====== DATA PROVIDED

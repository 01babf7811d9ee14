//! UCI front end: reads commands from stdin, drives the engine, and prints
//! protocol replies on stdout. Malformed input is ignored or answered with
//! an `info string error`; the engine never dies on bad input.

use std::io::{self, BufRead};
use std::time::{Duration, Instant};

use indicatif::{ProgressBar, ProgressStyle};

use peregrine::board::Position;
use peregrine::game::Game;
use peregrine::moves::movegen::legal_moves;
use peregrine::moves::perft::perft_divide;
use peregrine::moves::types::Move;
use peregrine::search::eval::evaluate;
use peregrine::search::limits::{SearchLimits, TimeControl, allocate_time};
use peregrine::search::search::Search;
use peregrine::search::tt::TranspositionTable;
use peregrine::board::Color;

const ENGINE_NAME: &str = "Peregrine 0.1";
const ENGINE_AUTHOR: &str = "the Peregrine authors";

const HASH_MIN_MB: usize = 1;
const HASH_MAX_MB: usize = 1024;

const BENCH_DEPTH: u8 = 5;
const BENCH_FENS: &[&str] = &[
    "rnbqkbnr/pppppppp/8/8/8/8/PPPPPPPP/RNBQKBNR w KQkq - 0 1",
    "r3k2r/p1ppqpb1/bn2pnp1/3PN3/1p2P3/2N2Q1p/PPPBBPPP/R3K2R w KQkq - 0 1",
    "8/2p5/3p4/KP5r/1R3p1k/8/4P1P1/8 w - - 0 1",
    "r3k2r/Pppp1ppp/1b3nbN/nP6/BBP1P3/q4N2/Pp1P2PP/R2Q1RK1 w kq - 0 1",
    "r4rk1/1pp1qppp/p1np1n2/2b1p1B1/2B1P1b1/P1NP1N2/1PP1QPPP/R4RK1 w - - 0 10",
    "r1bq1rk1/pp2ppbp/2np1np1/8/2PNP3/2N1B3/PP2BPPP/R2QK2R w KQ - 0 9",
    "2rq1rk1/pb1nbppp/1p2pn2/2p5/2BP4/1PN1PN2/PB2QPPP/R2R2K1 w - - 0 12",
    "8/8/1p1k4/p4p2/P2K1P2/1P6/8/8 w - - 0 1",
    "6k1/5ppp/8/8/8/8/5PPP/3R2K1 w - - 0 1",
];

struct Uci {
    game: Game,
    search: Search,
}

impl Uci {
    fn new() -> Uci {
        Uci {
            game: Game::new(),
            search: Search::new(TranspositionTable::DEFAULT_SIZE_MB * 1024 * 1024),
        }
    }

    fn run(&mut self) {
        let stdin = io::stdin();
        for line in stdin.lock().lines() {
            let line = match line {
                Ok(line) => line,
                Err(_) => break,
            };
            let tokens: Vec<&str> = line.split_whitespace().collect();
            let Some(&command) = tokens.first() else {
                continue;
            };

            match command {
                "uci" => {
                    println!("id name {ENGINE_NAME}");
                    println!("id author {ENGINE_AUTHOR}");
                    println!(
                        "option name Hash type spin default {} min {HASH_MIN_MB} max {HASH_MAX_MB}",
                        TranspositionTable::DEFAULT_SIZE_MB
                    );
                    println!("uciok");
                }
                "isready" => println!("readyok"),
                "ucinewgame" => self.search.new_game(),
                "setoption" => self.handle_setoption(&tokens),
                "position" => self.handle_position(&tokens),
                "go" => self.handle_go(&tokens),
                "stop" => self.search.stop_search(),
                "bench" => self.bench(),
                "perft" => self.handle_perft(&tokens),
                "eval" => self.handle_eval(),
                "d" => {
                    if self.game.is_valid() {
                        println!("{}", self.game.current_position());
                    }
                }
                "quit" => break,
                _ => {}
            }
        }
        self.search.stop_search();
    }

    fn handle_setoption(&mut self, tokens: &[&str]) {
        // setoption name Hash value N
        let name = tokens.iter().position(|&t| t == "name").map(|i| tokens.get(i + 1));
        let value = tokens.iter().position(|&t| t == "value").map(|i| tokens.get(i + 1));
        match (name, value) {
            (Some(Some(&"Hash")), Some(Some(value))) => match value.parse::<usize>() {
                Ok(mb) => {
                    let mb = mb.clamp(HASH_MIN_MB, HASH_MAX_MB);
                    self.search.set_tt_size(mb * 1024 * 1024);
                }
                Err(_) => println!("info string error: invalid Hash value"),
            },
            _ => println!("info string error: unknown option"),
        }
    }

    fn handle_position(&mut self, tokens: &[&str]) {
        self.game.reset();

        let mut position = Position::default();
        let mut moves_index = None;

        match tokens.get(1) {
            Some(&"startpos") => {
                position = Position::startpos();
                moves_index = tokens.iter().position(|&t| t == "moves");
            }
            Some(&"fen") => {
                let fen_end = tokens
                    .iter()
                    .position(|&t| t == "moves")
                    .unwrap_or(tokens.len());
                let fen = tokens[2..fen_end].join(" ");
                match Position::from_fen(&fen) {
                    Ok(parsed) => position = parsed,
                    Err(_) => {
                        println!("info string error: invalid command");
                        return;
                    }
                }
                if fen_end < tokens.len() {
                    moves_index = Some(fen_end);
                }
            }
            _ => {
                println!("info string error: invalid command");
                return;
            }
        }

        self.game.record_position(position);

        if let Some(index) = moves_index {
            for text in &tokens[index + 1..] {
                // an unknown move ends the list; the position so far stands
                let Some(mv) = parse_uci_move(&position, text) else {
                    break;
                };
                let mut next = position;
                if !next.make_move(mv) {
                    break;
                }
                position = next;
                self.game.record_position(position);
            }
        }
    }

    fn handle_go(&mut self, tokens: &[&str]) {
        if !self.game.is_valid() {
            println!("info string error: position not set");
            return;
        }

        let mut depth: Option<u8> = None;
        let mut control = TimeControl::default();
        let mut wtime = None;
        let mut btime = None;
        let mut winc = None;
        let mut binc = None;

        let mut iter = tokens.iter().skip(1);
        while let Some(&token) = iter.next() {
            let mut next_number = || iter.next().and_then(|t| t.parse::<u64>().ok());
            match token {
                "depth" => depth = next_number().map(|d| d.min(255) as u8),
                "wtime" => wtime = next_number().map(Duration::from_millis),
                "btime" => btime = next_number().map(Duration::from_millis),
                "winc" => winc = next_number().map(Duration::from_millis),
                "binc" => binc = next_number().map(Duration::from_millis),
                "movestogo" => control.moves_to_go = next_number().map(|n| n as u32),
                "movetime" => control.move_time = next_number().map(Duration::from_millis),
                "infinite" => {}
                _ => {}
            }
        }

        match self.game.side_to_move() {
            Color::White => {
                control.remaining = wtime;
                control.increment = winc;
            }
            Color::Black => {
                control.remaining = btime;
                control.increment = binc;
            }
        }

        let mut limits = match depth {
            Some(d) => SearchLimits::depth(d),
            None => SearchLimits::infinite(),
        };
        if let Some(budget) = allocate_time(&control) {
            limits.deadline = Some(limits.start_time + budget);
        }

        self.search.start_search(&self.game, limits);
    }

    fn handle_perft(&mut self, tokens: &[&str]) {
        if !self.game.is_valid() {
            println!("info string error: position not set");
            return;
        }
        let depth = tokens
            .iter()
            .position(|&t| t == "depth")
            .and_then(|i| tokens.get(i + 1))
            .or_else(|| tokens.get(1))
            .and_then(|t| t.parse::<u32>().ok())
            .unwrap_or(5);
        perft_divide(&self.game.current_position(), depth);
    }

    fn handle_eval(&self) {
        if !self.game.is_valid() {
            println!("info string error: position not set");
            return;
        }
        println!(
            "Evaluation value: {}",
            evaluate(&self.game.current_position())
        );
    }

    /// Fixed-depth sweep over the bench positions, fresh tables for each,
    /// reporting total nodes and NPS at the end.
    fn bench(&mut self) {
        let bar = ProgressBar::new(BENCH_FENS.len() as u64);
        bar.set_style(
            ProgressStyle::with_template("bench [{bar:30}] {pos}/{len}")
                .expect("valid template")
                .progress_chars("=> "),
        );

        let start = Instant::now();
        let mut total_nodes = 0u64;

        for fen in BENCH_FENS {
            let position = Position::from_fen(fen).expect("bench FEN is valid");
            let mut game = Game::new();
            game.record_position(position);

            self.search.new_game();
            let (_, _, stats) = self
                .search
                .run_blocking(&game, SearchLimits::depth(BENCH_DEPTH));
            total_nodes += stats.total_nodes();
            bar.inc(1);
        }
        bar.finish_and_clear();

        let elapsed = start.elapsed().as_millis().max(1) as u64;
        let nps = 1000 * total_nodes / elapsed;
        println!("===========================");
        println!("Total time (ms) : {elapsed}");
        println!("Nodes searched  : {total_nodes}");
        println!("Nodes/second    : {nps}");
        println!("{total_nodes} nodes {nps} nps");
    }
}

/// Resolves long-algebraic move text against the legal moves of `position`.
fn parse_uci_move(position: &Position, text: &str) -> Option<Move> {
    let text = text.to_ascii_lowercase();
    legal_moves(position).into_iter().find(|mv| mv.to_uci() == text)
}

fn main() {
    if std::env::var_os("PEREGRINE_LOG").is_some() {
        peregrine::logger::init_logging("logs/peregrine.log", "peregrine=debug,info");
    }

    let args: Vec<String> = std::env::args().collect();
    let mut uci = Uci::new();

    if args.get(1).map(String::as_str) == Some("bench") {
        uci.bench();
        return;
    }
    uci.run();
}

============

**EXERCISE**
Each line from the first line of the entries up to and including the line containing "use peregrine::moves::movegen::legal_moves;" should be transcribed exactly, with all other lines left out.

**ANSWER TO THIS PROBLEM**
repository 01babf7811d9ee14
//! UCI front end: reads commands from stdin, drives the engine, and prints
//! protocol replies on stdout. Malformed input is ignored or answered with
//! an `info string error`; the engine never dies on bad input.

use std::io::{self, BufRead};
use std::time::{Duration, Instant};

use indicatif::{ProgressBar, ProgressStyle};

use peregrine::board::Position;
use peregrine::game::Game;
use peregrine::moves::movegen::legal_moves;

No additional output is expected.